EXERCISE GOAL:
Anywhere the string "ApiError" shows up in the listing below, copy the line it is in.

DATA SECTION:
▬▬▬

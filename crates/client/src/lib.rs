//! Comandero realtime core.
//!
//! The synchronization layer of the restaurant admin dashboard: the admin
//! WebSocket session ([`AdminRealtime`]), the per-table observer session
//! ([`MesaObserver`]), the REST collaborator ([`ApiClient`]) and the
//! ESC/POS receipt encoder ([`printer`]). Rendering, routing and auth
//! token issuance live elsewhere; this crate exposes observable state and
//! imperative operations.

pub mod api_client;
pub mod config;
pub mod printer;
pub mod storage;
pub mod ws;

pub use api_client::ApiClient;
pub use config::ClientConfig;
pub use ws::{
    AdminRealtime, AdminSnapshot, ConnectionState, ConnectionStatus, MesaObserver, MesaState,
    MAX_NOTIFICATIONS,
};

▬▬▬

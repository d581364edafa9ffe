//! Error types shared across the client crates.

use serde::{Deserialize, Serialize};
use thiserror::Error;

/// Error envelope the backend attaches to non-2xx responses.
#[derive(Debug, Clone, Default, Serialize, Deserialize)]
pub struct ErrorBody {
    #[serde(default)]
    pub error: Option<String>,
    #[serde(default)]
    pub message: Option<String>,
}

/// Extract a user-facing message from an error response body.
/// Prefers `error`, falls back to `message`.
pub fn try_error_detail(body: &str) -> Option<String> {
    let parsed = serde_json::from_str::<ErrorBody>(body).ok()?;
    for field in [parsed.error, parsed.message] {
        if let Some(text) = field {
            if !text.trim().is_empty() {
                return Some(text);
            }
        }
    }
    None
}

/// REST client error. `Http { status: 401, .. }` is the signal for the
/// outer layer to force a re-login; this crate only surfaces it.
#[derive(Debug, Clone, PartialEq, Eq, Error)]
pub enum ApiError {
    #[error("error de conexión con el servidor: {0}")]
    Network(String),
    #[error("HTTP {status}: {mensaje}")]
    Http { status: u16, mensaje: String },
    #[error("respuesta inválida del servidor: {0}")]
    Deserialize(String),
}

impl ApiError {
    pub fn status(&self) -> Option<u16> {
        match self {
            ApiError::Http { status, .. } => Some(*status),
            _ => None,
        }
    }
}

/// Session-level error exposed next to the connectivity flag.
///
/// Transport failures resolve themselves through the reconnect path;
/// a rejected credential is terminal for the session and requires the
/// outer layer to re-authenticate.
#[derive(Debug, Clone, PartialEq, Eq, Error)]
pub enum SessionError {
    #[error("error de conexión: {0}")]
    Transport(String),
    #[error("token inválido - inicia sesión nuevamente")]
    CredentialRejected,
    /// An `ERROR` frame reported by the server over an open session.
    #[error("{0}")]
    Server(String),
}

▬▬▬

PROBLEM SOLUTION:
pub enum ApiError {
impl ApiError {
            ApiError::Http { status, .. } => Some(*status),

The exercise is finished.